◆ DATA FOR ANALYSIS
####################
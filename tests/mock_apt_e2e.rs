//! Install and roll back through mock `apt-get` / `dpkg` scripts placed
//! first on PATH. The scripts keep installed packages as files in a
//! scratch directory.
#![cfg(target_os = "linux")]

use assert_cmd::Command;
use predicates::prelude::*;
use serde_json::Value;
use std::fs;
use std::os::unix::fs::PermissionsExt;
use std::path::{Path, PathBuf};
use tempfile::TempDir;

const APT_GET: &str = r#"#!/bin/sh
echo "apt-get $*" >> "$MOCK_DB/../calls.log"
sub="$1"; shift
case "$sub" in
  install)
    for p in "$@"; do
      case "$p" in
        -*) ;;
        ghost) echo "E: Unable to locate package $p" >&2; exit 100 ;;
      esac
    done
    for p in "$@"; do
      case "$p" in -*) ;; *) echo "1.2.3-1" > "$MOCK_DB/$p" ;; esac
    done
    ;;
  remove)
    for p in "$@"; do
      case "$p" in -*) ;; *) rm -f "$MOCK_DB/$p" ;; esac
    done
    ;;
esac
exit 0
"#;

const DPKG: &str = r#"#!/bin/sh
if [ "$1" = "-s" ] && [ -f "$MOCK_DB/$2" ]; then
  echo "Package: $2"
  echo "Status: install ok installed"
  exit 0
fi
echo "dpkg-query: package '$2' is not installed" >&2
exit 1
"#;

const DPKG_QUERY: &str = r#"#!/bin/sh
for p in "$@"; do pkg="$p"; done
if [ -f "$MOCK_DB/$pkg" ]; then
  printf '%s\ninstall ok installed\n' "$(cat "$MOCK_DB/$pkg")"
  exit 0
fi
echo "dpkg-query: no packages found matching $pkg" >&2
exit 1
"#;

const APT_CACHE: &str = r#"#!/bin/sh
case "$1" in
  policy) echo "$2:"; echo "  Installed: (none)"; echo "  Candidate: 1.2.3-1" ;;
  madison) echo " $2 | 1.2.3-1 | http://deb.example.org stable/main amd64 Packages" ;;
esac
exit 0
"#;

struct MockHost {
    tmp: TempDir,
    bin: PathBuf,
    db: PathBuf,
}

impl MockHost {
    fn new() -> Self {
        let tmp = tempfile::tempdir().expect("tempdir");
        let bin = tmp.path().join("bin");
        let db = tmp.path().join("db");
        fs::create_dir_all(&bin).expect("mkdir bin");
        fs::create_dir_all(&db).expect("mkdir db");

        for (name, script) in [
            ("apt-get", APT_GET),
            ("dpkg", DPKG),
            ("dpkg-query", DPKG_QUERY),
            ("apt-cache", APT_CACHE),
        ] {
            let path = bin.join(name);
            fs::write(&path, script).expect("write script");
            let mut perms = fs::metadata(&path).expect("metadata").permissions();
            perms.set_mode(0o755);
            fs::set_permissions(&path, perms).expect("chmod");
        }

        Self { tmp, bin, db }
    }

    fn journal(&self) -> PathBuf {
        self.tmp.path().join("state/installations.json")
    }

    fn cmd(&self) -> Command {
        let mut cmd = Command::new(env!("CARGO_BIN_EXE_stackmatch"));
        let path = format!(
            "{}:{}",
            self.bin.display(),
            std::env::var("PATH").unwrap_or_default()
        );
        cmd.env("PATH", path)
            .env("MOCK_DB", &self.db)
            .env("NO_COLOR", "1")
            .env("STACKMATCH_CONFIG", self.tmp.path().join("stackmatch.kdl"))
            .env("STACKMATCH_JOURNAL", self.journal());
        cmd
    }

    fn installed(&self, package: &str) -> bool {
        self.db.join(package).exists()
    }

    fn records(&self) -> Vec<Value> {
        let journal: Value =
            serde_json::from_str(&fs::read_to_string(self.journal()).expect("read journal"))
                .expect("parse journal");
        journal["installations"]
            .as_object()
            .expect("installations map")
            .values()
            .cloned()
            .collect()
    }
}

fn tracked_names(record: &Value) -> Vec<String> {
    let mut names: Vec<String> = record["packages"]
        .as_object()
        .expect("packages map")
        .keys()
        .cloned()
        .collect();
    names.sort();
    names
}

fn calls(root: &Path) -> String {
    fs::read_to_string(root.join("calls.log")).unwrap_or_default()
}

#[test]
fn install_then_roll_back() {
    let host = MockHost::new();

    host.cmd()
        .args(["install", "git", "curl", "--manager", "apt"])
        .assert()
        .success()
        .stdout(predicate::str::contains("completed"));

    assert!(host.installed("git"));
    assert!(host.installed("curl"));
    // Unconstrained packages go through one apt-get call
    assert!(calls(host.tmp.path()).contains("apt-get install --assume-yes git curl"));

    let records = host.records();
    assert_eq!(records.len(), 1);
    let record = &records[0];
    assert_eq!(record["status"], "completed");
    assert_eq!(tracked_names(record), vec!["curl", "git"]);
    assert_eq!(record["packages"]["git"]["version"], "1.2.3-1");
    assert_eq!(record["packages"]["git"]["manager_type"], "apt");
    let id = record["id"].as_str().expect("id").to_string();

    host.cmd()
        .arg("history")
        .assert()
        .success()
        .stdout(predicate::str::contains(id.as_str()));

    host.cmd()
        .args(["rollback", id.as_str(), "-y"])
        .assert()
        .success();

    assert!(!host.installed("git"));
    assert!(!host.installed("curl"));
    let log = calls(host.tmp.path());
    let curl_removed = log.find("remove --assume-yes curl").expect("curl removed");
    let git_removed = log.find("remove --assume-yes git").expect("git removed");
    assert!(curl_removed < git_removed, "rollback runs newest first");

    let records = host.records();
    assert_eq!(records[0]["status"], "rolled_back");
}

#[test]
fn partial_failure_keeps_what_was_installed() {
    let host = MockHost::new();

    host.cmd()
        .args(["install", "git", "ghost", "--manager", "apt"])
        .assert()
        .failure()
        .stderr(predicate::str::contains("ghost"));

    assert!(host.installed("git"));
    assert!(!host.installed("ghost"));

    let records = host.records();
    assert_eq!(records.len(), 1);
    assert_eq!(records[0]["status"], "failed");
    assert_eq!(tracked_names(&records[0]), vec!["git"]);
    assert!(
        records[0]["metadata"]["failure_reason"]
            .as_str()
            .expect("failure reason")
            .contains("ghost")
    );
}

#[test]
fn dry_run_installs_nothing() {
    let host = MockHost::new();

    host.cmd()
        .args(["install", "docker", "nodejs@>=18", "--manager", "apt", "--dry-run"])
        .assert()
        .success()
        .stdout(predicate::str::contains("docker -> docker.io"))
        .stdout(predicate::str::contains(">=18"));

    assert!(calls(host.tmp.path()).is_empty());
    assert!(!host.journal().exists());
}
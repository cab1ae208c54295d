mod backup_ops;
mod load_recovery;
mod locking;
mod persist;

use crate::error::{Result, StackmatchError};
use crate::state::types::Journal;
use std::fs;
use std::path::Path;

pub use load_recovery::load_journal;
pub use locking::{JournalLock, acquire_lock};

pub(crate) const CURRENT_JOURNAL_SCHEMA_VERSION: u8 = 1;

/// Make sure the journal's directory exists.
pub fn ensure_parent_dir(path: &Path) -> Result<()> {
    let dir = path.parent().ok_or_else(|| {
        StackmatchError::PathError(format!(
            "Invalid journal path (no parent directory): {}",
            path.display()
        ))
    })?;
    if !dir.as_os_str().is_empty() && !dir.exists() {
        fs::create_dir_all(dir).map_err(|e| StackmatchError::IoError {
            path: dir.to_path_buf(),
            source: e,
        })?;
    }
    Ok(())
}

/// Persist the journal: exclusive lock, backup rotation, then an atomic
/// replace of the file.
pub fn save_journal(journal: &Journal, path: &Path) -> Result<()> {
    ensure_parent_dir(path)?;
    let _lock = acquire_lock(path)?;
    persist::prepare_and_write_journal(journal, path)
}
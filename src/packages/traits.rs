use crate::core::types::{PackageManagerType, PackageVersionInfo};
use crate::error::{Result, StackmatchError};
use crate::packages::runner::CancelToken;
use crate::ui;
use crate::version::{self, Version};
use std::collections::BTreeMap;

/// Capability set every native package-manager driver provides.
///
/// `AlreadyInstalled` and `NotFound` are soft errors: callers are expected to
/// match on them (see `StackmatchError::is_already_installed`).
pub trait Installer: Send + Sync {
    fn manager_type(&self) -> PackageManagerType;

    fn is_available(&self) -> bool;

    fn is_installed(&self, cancel: &CancelToken, package: &str) -> Result<bool>;

    /// Fails with `AlreadyInstalled` when the package is present.
    fn install_package(&self, cancel: &CancelToken, package: &str) -> Result<()>;

    /// Install several packages. Batch-capable managers issue one command.
    fn install_multiple(&self, cancel: &CancelToken, packages: &[String]) -> Result<()> {
        for package in packages {
            match self.install_package(cancel, package) {
                Err(e) if e.is_already_installed() => {
                    ui::debug(&format!("{} already installed, continuing", package));
                }
                other => other?,
            }
        }
        Ok(())
    }

    /// Remove a package. Succeeds without doing anything when it is absent.
    fn uninstall_package(&self, cancel: &CancelToken, package: &str) -> Result<()>;

    fn update_package_manager(&self, cancel: &CancelToken) -> Result<()>;

    /// Installed version, or an empty `installed_version` when absent.
    fn get_installed_version(
        &self,
        cancel: &CancelToken,
        package: &str,
    ) -> Result<PackageVersionInfo>;

    /// Versions the repositories can install, newest first where the manager
    /// reports an order.
    fn available_versions(&self, _cancel: &CancelToken, _package: &str) -> Result<Vec<String>> {
        Err(self.unsupported("listing available versions"))
    }

    /// Reduce a native version string (with epochs, distro revisions and
    /// the like) to something `Version::parse_lenient` can compare.
    fn comparable_version(&self, native: &str) -> String {
        native.to_string()
    }

    /// Install one concrete version.
    fn install_pinned(&self, _cancel: &CancelToken, _package: &str, _version: &str) -> Result<()> {
        Err(self.unsupported("installing a specific version"))
    }

    fn check_version(
        &self,
        cancel: &CancelToken,
        package: &str,
        constraint: &str,
    ) -> Result<PackageVersionInfo> {
        version::validate_constraint(constraint)?;
        let mut info = self.get_installed_version(cancel, package)?;
        info.constraint = constraint.to_string();
        info.satisfies_constraint = if info.is_installed() {
            installed_satisfies(&self.comparable_version(&info.installed_version), constraint)?
        } else {
            false
        };
        Ok(info)
    }

    /// Make sure some version satisfying `constraint` is installed. A
    /// package that already satisfies it is left alone.
    fn install_version(&self, cancel: &CancelToken, package: &str, constraint: &str) -> Result<()> {
        let current = self.check_version(cancel, package, constraint)?;
        if current.is_installed() && current.satisfies_constraint {
            ui::debug(&format!(
                "{} {} already satisfies '{}'",
                package, current.installed_version, constraint
            ));
            return Ok(());
        }

        if version::is_unconstrained(constraint) {
            return self.install_package(cancel, package);
        }

        let candidates = self.available_versions(cancel, package)?;
        let chosen = select_version(&candidates, constraint, |v| self.comparable_version(v))?
            .ok_or_else(|| StackmatchError::NoMatchingVersion {
                package: package.to_string(),
                constraint: constraint.to_string(),
            })?;
        self.install_pinned(cancel, package, &chosen)
    }

    /// Install a set of packages with per-package constraints (empty means
    /// any version). Stops at the first hard failure.
    fn install_multiple_versions(
        &self,
        cancel: &CancelToken,
        packages: &BTreeMap<String, String>,
    ) -> Result<()> {
        for (package, constraint) in packages {
            let result = if version::is_unconstrained(constraint) {
                self.install_package(cancel, package)
            } else {
                self.install_version(cancel, package, constraint)
            };
            match result {
                Err(e) if e.is_already_installed() => {}
                other => other?,
            }
        }
        Ok(())
    }

    fn unsupported(&self, operation: &str) -> StackmatchError {
        StackmatchError::UnsupportedOperation {
            manager: self.manager_type().display_name().to_string(),
            operation: operation.to_string(),
        }
    }
}

/// Whether an installed version string satisfies `constraint`. Absent or
/// unparseable versions never satisfy; a malformed constraint is an error.
pub fn installed_satisfies(installed: &str, constraint: &str) -> Result<bool> {
    if installed.is_empty() {
        version::validate_constraint(constraint)?;
        return Ok(false);
    }
    match Version::parse_lenient(installed) {
        Ok(parsed) => parsed.satisfies(constraint),
        Err(_) => {
            version::validate_constraint(constraint)?;
            ui::debug(&format!(
                "Cannot compare unparseable version '{}' against '{}'",
                installed, constraint
            ));
            Ok(false)
        }
    }
}

/// Pick the highest candidate satisfying `constraint`, comparing through
/// `normalize` but returning the native spelling. Candidates that do not
/// parse are skipped; ties keep the earliest entry.
pub fn select_version<F>(
    candidates: &[String],
    constraint: &str,
    normalize: F,
) -> Result<Option<String>>
where
    F: Fn(&str) -> String,
{
    version::validate_constraint(constraint)?;

    let mut best: Option<(Version, &String)> = None;
    for candidate in candidates {
        let Ok(parsed) = Version::parse_lenient(&normalize(candidate)) else {
            continue;
        };
        if !parsed.satisfies(constraint)? {
            continue;
        }
        let better = match &best {
            Some((current, _)) => parsed > *current,
            None => true,
        };
        if better {
            best = Some((parsed, candidate));
        }
    }

    Ok(best.map(|(_, raw)| raw.clone()))
}
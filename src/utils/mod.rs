pub mod paths;
pub mod platform;
pub mod sanitize;
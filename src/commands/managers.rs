use crate::commands::Runtime;
use crate::core::types::PackageManagerType;
use crate::error::Result;
use crate::packages::{InstallerRegistry, preference_order};
use crate::ui as output;
use crate::utils::platform::HostOs;
use colored::Colorize;

pub fn run(runtime: &Runtime) -> Result<()> {
    let registry = InstallerRegistry::default();
    let os = HostOs::current();

    output::header("Package managers");
    for kind in PackageManagerType::ALL {
        let available = registry.create(kind, runtime.runner())?.is_available();
        let mark = if available {
            "✓".green()
        } else {
            "✗".bright_black()
        };
        output::indent(
            &format!("{} {:<12} {}", mark, kind.display_name(), kind.executable().dimmed()),
            1,
        );
    }

    output::separator();
    let order: Vec<&str> = runtime
        .settings
        .prefer
        .into_iter()
        .chain(
            preference_order(&os)
                .iter()
                .copied()
                .filter(|k| Some(*k) != runtime.settings.prefer),
        )
        .map(|k| k.as_str())
        .collect();
    output::keyval(&format!("Order on {}", os), &order.join(", "));
    Ok(())
}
####################
◆ ASSIGNED TASK
Write out again, exactly, the lines from the start of the entries up to and including the one with "use assert_cmd::Command;". Nothing else belongs in the reply.

◆ REPLY TO THE EXERCISE
filename tests/mock_apt_e2e.rs
//! Install and roll back through mock `apt-get` / `dpkg` scripts placed
//! first on PATH. The scripts keep installed packages as files in a
//! scratch directory.
#![cfg(target_os = "linux")]

use assert_cmd::Command;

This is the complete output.